Amy stared at Jane with wide, horrified eyes. “What would you have me do? Sit and wait for him to be executed? Jane, I can’t! I’d rather be caught and tortured!”

“We will save him.” Jane took a deep breath, her own face pale and miserable in the moonlight. “We will. You wanted to be the Pink Carnation, Amy? Now’s your chance. You need to think like the Pink Carnation. Not like . . . like the heroine of a silly horrid novel running pell-mell into disaster! Show some sense! We need reinforcements and we need a plan,” Jane finished decisively.

Amy drew a shuddering breath, knowing Jane to be right, and hating it. “His family. We can go to Lord Richard’s town house. There must be some members of his league there who can help us.”

Amy didn’t waste any more breath; she set off at a run. They both knew the reputation of the Ministry of Police for cruelty. Abuse, torture, even mention of the dark arts. Tales of English agents captured and never seen again. Or, worse—could it be worse?—released as vestiges of their former selves, their minds as broken as their bodies, babbling like village idiots as they limped along on crumpled limbs.

They ran down twisted streets, past drunken carousers, through puddles of filth. Jane slipped in a patch of mud, and Amy yanked her upright and hauled her forward.
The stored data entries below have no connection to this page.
// SPDX-FileCopyrightText: 2025 Semiotic AI, Inc.
//
// SPDX-License-Identifier: Apache-2.0

//! Binding for the sticker market: pack registration, purchases and market
//! administration.

use std::fmt;
use std::ops::Deref;

use alloy_primitives::{Address, Bytes, FixedBytes, TxHash, U256};
use alloy_provider::Provider;
use alloy_rpc_types::Log;
use alloy_sol_types::sol;
use tokio::sync::mpsc;

use crate::abi::ContractKind;
use crate::binding::{
    Binding, BoundContract, CallOpts, EventIterator, EventLog, FilterOpts, TopicRules,
    TransactOpts, WatchHandle, WatchOpts,
};
use crate::config::BindingConfig;
use crate::errors::BindingError;

use super::{ApproveAndCallFallBack, Controlled, TokenClaimer};

sol!(
    #[derive(Debug, PartialEq, Eq)]
    IStickerMarket,
    "abi/StickerMarket.json"
);

/// Lifecycle state of the market contract.
#[derive(Debug, Clone, Copy, PartialEq, Eq, Hash)]
pub enum MarketStatus {
    Invalid,
    /// Registration and purchases allowed
    Open,
    /// Only purchases allowed
    BuyOnly,
    /// Only the controller may register packs
    Controlled,
    /// Nothing allowed
    Closed,
    /// A value this crate does not know
    Unknown(u8),
}

impl From<u8> for MarketStatus {
    fn from(value: u8) -> Self {
        match value {
            0 => MarketStatus::Invalid,
            1 => MarketStatus::Open,
            2 => MarketStatus::BuyOnly,
            3 => MarketStatus::Controlled,
            4 => MarketStatus::Closed,
            other => MarketStatus::Unknown(other),
        }
    }
}

impl From<MarketStatus> for u8 {
    fn from(status: MarketStatus) -> Self {
        match status {
            MarketStatus::Invalid => 0,
            MarketStatus::Open => 1,
            MarketStatus::BuyOnly => 2,
            MarketStatus::Controlled => 3,
            MarketStatus::Closed => 4,
            MarketStatus::Unknown(other) => other,
        }
    }
}

impl fmt::Display for MarketStatus {
    fn fmt(&self, f: &mut fmt::Formatter<'_>) -> fmt::Result {
        match self {
            MarketStatus::Invalid => f.write_str("invalid"),
            MarketStatus::Open => f.write_str("open"),
            MarketStatus::BuyOnly => f.write_str("buy-only"),
            MarketStatus::Controlled => f.write_str("controlled"),
            MarketStatus::Closed => f.write_str("closed"),
            MarketStatus::Unknown(value) => write!(f, "unknown({value})"),
        }
    }
}

/// Arguments shared by `registerPack` and `generatePack`.
#[derive(Debug, Clone, PartialEq, Eq)]
pub struct PackRegistration {
    /// Price in SNT wei
    pub price: U256,
    /// Share of each sale donated, in basis points
    pub donate: U256,
    pub category: Vec<FixedBytes<4>>,
    pub owner: Address,
    /// EIP-1577 content hash of the pack metadata
    pub contenthash: Bytes,
    /// Registration fee paid
    pub fee: U256,
}

/// Binding for the `StickerMarket` contract.
///
/// The controller and token recovery mixins are reachable through
/// [`StickerMarket::controlled`] and [`StickerMarket::token_claimer`].
#[derive(Debug, Clone)]
pub struct StickerMarket<P> {
    contract: BoundContract<P>,
}

impl<P> Deref for StickerMarket<P> {
    type Target = BoundContract<P>;

    fn deref(&self) -> &BoundContract<P> {
        &self.contract
    }
}

impl<P: Provider> Binding for StickerMarket<P> {
    type Provider = P;

    fn contract(&self) -> &BoundContract<P> {
        &self.contract
    }
}

impl<P: Provider + Clone> StickerMarket<P> {
    /// Controller functions and events of this market.
    pub fn controlled(&self) -> Controlled<P> {
        Controlled::from_contract(self.contract.clone())
    }

    /// Token recovery functions and events of this market.
    pub fn token_claimer(&self) -> TokenClaimer<P> {
        TokenClaimer::from_contract(self.contract.clone())
    }

    /// The `receiveApproval` entry point of this market.
    pub fn approve_and_call_fallback(&self) -> ApproveAndCallFallBack<P> {
        ApproveAndCallFallBack::from_contract(self.contract.clone())
    }
}

impl<P: Provider> StickerMarket<P> {
    pub fn new(address: Address, provider: P, config: BindingConfig) -> Result<Self, BindingError> {
        let contract = BoundContract::bind(ContractKind::StickerMarket, address, provider, config)?;
        Ok(Self { contract })
    }

    /// SNT token accepted as payment.
    pub async fn snt(&self, opts: &CallOpts) -> Result<Address, BindingError> {
        self.contract
            .call(opts, &IStickerMarket::sntCall {})
            .await
    }

    pub async fn sticker_pack(&self, opts: &CallOpts) -> Result<Address, BindingError> {
        self.contract
            .call(opts, &IStickerMarket::stickerPackCall {})
            .await
    }

    pub async fn sticker_type(&self, opts: &CallOpts) -> Result<Address, BindingError> {
        self.contract
            .call(opts, &IStickerMarket::stickerTypeCall {})
            .await
    }

    pub async fn state(&self, opts: &CallOpts) -> Result<MarketStatus, BindingError> {
        self.contract
            .call(opts, &IStickerMarket::stateCall {})
            .await
            .map(MarketStatus::from)
    }

    pub async fn register_fee(&self, opts: &CallOpts) -> Result<U256, BindingError> {
        self.contract
            .call(opts, &IStickerMarket::registerFeeCall {})
            .await
    }

    pub async fn burn_rate(&self, opts: &CallOpts) -> Result<U256, BindingError> {
        self.contract
            .call(opts, &IStickerMarket::burnRateCall {})
            .await
    }

    /// Category, mint time and content hash of a purchased token.
    pub async fn get_token_data(
        &self,
        opts: &CallOpts,
        token_id: U256,
    ) -> Result<IStickerMarket::getTokenDataReturn, BindingError> {
        self.contract
            .call(opts, &IStickerMarket::getTokenDataCall { tokenId: token_id })
            .await
    }

    /// Buy a pack directly. The market must already hold an SNT allowance of
    /// at least `price` from the sender.
    pub async fn buy_token(
        &self,
        opts: &TransactOpts,
        pack_id: U256,
        destination: Address,
        price: U256,
    ) -> Result<TxHash, BindingError> {
        self.contract
            .transact(
                opts,
                &IStickerMarket::buyTokenCall {
                    packId: pack_id,
                    destination,
                    price,
                },
            )
            .await
    }

    pub async fn register_pack(
        &self,
        opts: &TransactOpts,
        pack: PackRegistration,
    ) -> Result<TxHash, BindingError> {
        self.contract
            .transact(
                opts,
                &IStickerMarket::registerPackCall {
                    price: pack.price,
                    donate: pack.donate,
                    category: pack.category,
                    owner: pack.owner,
                    contenthash: pack.contenthash,
                    fee: pack.fee,
                },
            )
            .await
    }

    /// Controller-only variant of [`Self::register_pack`].
    pub async fn generate_pack(
        &self,
        opts: &TransactOpts,
        pack: PackRegistration,
    ) -> Result<TxHash, BindingError> {
        self.contract
            .transact(
                opts,
                &IStickerMarket::generatePackCall {
                    price: pack.price,
                    donate: pack.donate,
                    category: pack.category,
                    owner: pack.owner,
                    contenthash: pack.contenthash,
                    fee: pack.fee,
                },
            )
            .await
    }

    /// Remove a pack, clearing at most `limit` category entries.
    pub async fn purge_pack(
        &self,
        opts: &TransactOpts,
        pack_id: U256,
        limit: U256,
    ) -> Result<TxHash, BindingError> {
        self.contract
            .transact(
                opts,
                &IStickerMarket::purgePackCall {
                    packId: pack_id,
                    limit,
                },
            )
            .await
    }

    /// Mint a pack token to `owner` without payment. Controller only.
    pub async fn generate_token(
        &self,
        opts: &TransactOpts,
        owner: Address,
        pack_id: U256,
    ) -> Result<TxHash, BindingError> {
        self.contract
            .transact(
                opts,
                &IStickerMarket::generateTokenCall {
                    owner,
                    packId: pack_id,
                },
            )
            .await
    }

    pub async fn set_market_state(
        &self,
        opts: &TransactOpts,
        state: MarketStatus,
    ) -> Result<TxHash, BindingError> {
        self.contract
            .transact(
                opts,
                &IStickerMarket::setMarketStateCall {
                    state: state.into(),
                },
            )
            .await
    }

    pub async fn set_register_fee(
        &self,
        opts: &TransactOpts,
        value: U256,
    ) -> Result<TxHash, BindingError> {
        self.contract
            .transact(opts, &IStickerMarket::setRegisterFeeCall { value })
            .await
    }

    pub async fn set_burn_rate(
        &self,
        opts: &TransactOpts,
        value: U256,
    ) -> Result<TxHash, BindingError> {
        self.contract
            .transact(opts, &IStickerMarket::setBurnRateCall { value })
            .await
    }

    /// Move control of the pack and type registries to a new market.
    pub async fn migrate(
        &self,
        opts: &TransactOpts,
        new_controller: Address,
    ) -> Result<TxHash, BindingError> {
        self.contract
            .transact(
                opts,
                &IStickerMarket::migrateCall {
                    newController: new_controller,
                },
            )
            .await
    }

    pub async fn receive_approval(
        &self,
        opts: &TransactOpts,
        from: Address,
        amount: U256,
        token: Address,
        data: Bytes,
    ) -> Result<TxHash, BindingError> {
        self.contract
            .transact(
                opts,
                &IStickerMarket::receiveApprovalCall {
                    from,
                    amount,
                    token,
                    data,
                },
            )
            .await
    }

    pub async fn filter_market_state(
        &self,
        opts: &FilterOpts,
    ) -> Result<EventIterator<'_, P, IStickerMarket::MarketState>, BindingError> {
        self.contract.filter_logs(opts, &TopicRules::any()).await
    }

    pub async fn watch_market_state(
        &self,
        opts: &WatchOpts,
        sink: mpsc::Sender<EventLog<IStickerMarket::MarketState>>,
    ) -> Result<WatchHandle, BindingError> {
        self.contract
            .watch_logs(opts, &TopicRules::any(), sink)
            .await
    }

    pub fn parse_market_state(
        &self,
        log: &Log,
    ) -> Result<IStickerMarket::MarketState, BindingError> {
        self.contract.parse_log(log)
    }

    pub async fn filter_register_fee(
        &self,
        opts: &FilterOpts,
    ) -> Result<EventIterator<'_, P, IStickerMarket::RegisterFee>, BindingError> {
        self.contract.filter_logs(opts, &TopicRules::any()).await
    }

    pub async fn watch_register_fee(
        &self,
        opts: &WatchOpts,
        sink: mpsc::Sender<EventLog<IStickerMarket::RegisterFee>>,
    ) -> Result<WatchHandle, BindingError> {
        self.contract
            .watch_logs(opts, &TopicRules::any(), sink)
            .await
    }

    pub fn parse_register_fee(
        &self,
        log: &Log,
    ) -> Result<IStickerMarket::RegisterFee, BindingError> {
        self.contract.parse_log(log)
    }

    pub async fn filter_burn_rate(
        &self,
        opts: &FilterOpts,
    ) -> Result<EventIterator<'_, P, IStickerMarket::BurnRate>, BindingError> {
        self.contract.filter_logs(opts, &TopicRules::any()).await
    }

    pub async fn watch_burn_rate(
        &self,
        opts: &WatchOpts,
        sink: mpsc::Sender<EventLog<IStickerMarket::BurnRate>>,
    ) -> Result<WatchHandle, BindingError> {
        self.contract
            .watch_logs(opts, &TopicRules::any(), sink)
            .await
    }

    pub fn parse_burn_rate(&self, log: &Log) -> Result<IStickerMarket::BurnRate, BindingError> {
        self.contract.parse_log(log)
    }
}
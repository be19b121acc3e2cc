// SPDX-FileCopyrightText: 2025 Semiotic AI, Inc.
//
// SPDX-License-Identifier: Apache-2.0

//! Error types for sticker pack metadata decoding.

/// Errors raised while reading an EDN metadata document.
#[derive(Debug, Clone, PartialEq, Eq, thiserror::Error)]
pub enum MetadataError {
    /// The input ended in the middle of a form.
    #[error("Unexpected end of input at byte {offset}")]
    UnexpectedEof {
        /// Byte offset where more input was expected
        offset: usize,
    },

    /// A character that cannot start or continue a form.
    #[error("Unexpected character {found:?} at byte {offset}")]
    UnexpectedChar {
        /// The offending character
        found: char,
        /// Byte offset of the character
        offset: usize,
    },

    /// A map literal with an odd number of forms.
    #[error("Map at byte {offset} has a key without a value")]
    OddMapEntries {
        /// Byte offset of the opening brace
        offset: usize,
    },

    /// Syntax this reader does not handle (tagged literals, characters).
    #[error("Unsupported EDN syntax at byte {offset}: {details}")]
    Unsupported {
        /// Byte offset of the construct
        offset: usize,
        /// What was found
        details: String,
    },

    /// A numeric literal that does not parse.
    #[error("Invalid number {literal:?} at byte {offset}")]
    InvalidNumber {
        /// The literal text
        literal: String,
        /// Byte offset of the literal
        offset: usize,
    },

    /// Collections or discarded forms nested past the reader's limit.
    #[error("Forms nested too deeply at byte {offset}")]
    NestingTooDeep {
        /// Byte offset where the limit was reached
        offset: usize,
    },

    /// The document is not valid UTF-8.
    #[error("Metadata is not valid UTF-8")]
    InvalidUtf8,

    /// Extra forms after the document.
    #[error("Trailing data at byte {offset}")]
    TrailingData {
        /// Byte offset of the first extra form
        offset: usize,
    },

    /// A field has the wrong shape (e.g., `:stickers` is not a vector).
    #[error("Field {field} has unexpected type: expected {expected}")]
    UnexpectedType {
        /// Field name
        field: &'static str,
        /// Expected EDN type
        expected: &'static str,
    },
}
Hideous thoughts chased Amy. Oh, heavens, Richard had been right; her involvement had been fatal for him. If he had never met her, he would still be free, not in the hands of a fanatical maniac intent on torturing him for both professional and personal reasons. If she hadn’t been so credulous . . . why hadn’t she realized that Delaroche’s groom was parting with information far too freely? Even a child could have realized it was a trap! But, no, she, Amy, in all her hubris, had just assumed that their instant success was due to her innate knack for espionage, not because she was an unresisting pawn in the hands of the French Ministry of Police. If that weren’t bad enough, she had kept Richard there arguing—what had possessed her to stand there bickering with him in the chambers of the Assistant Minister of Police? Good heavens, she couldn’t have done him more disservice had she been in Delaroche’s pay!

Being the Pink Carnation had seemed such a grand idea, thumbing her nose at Richard and at Revolutionary France all at once. Why had she never thought of the consequences? She was worse than Deirdre. At least the loathsome Deirdre had merely been thoughtless. She, Amy, had known the risks Richard ran as the Purple Gentian, and set out deliberately to thwart him. She ought to have foreseen the dangers. She ought to have known.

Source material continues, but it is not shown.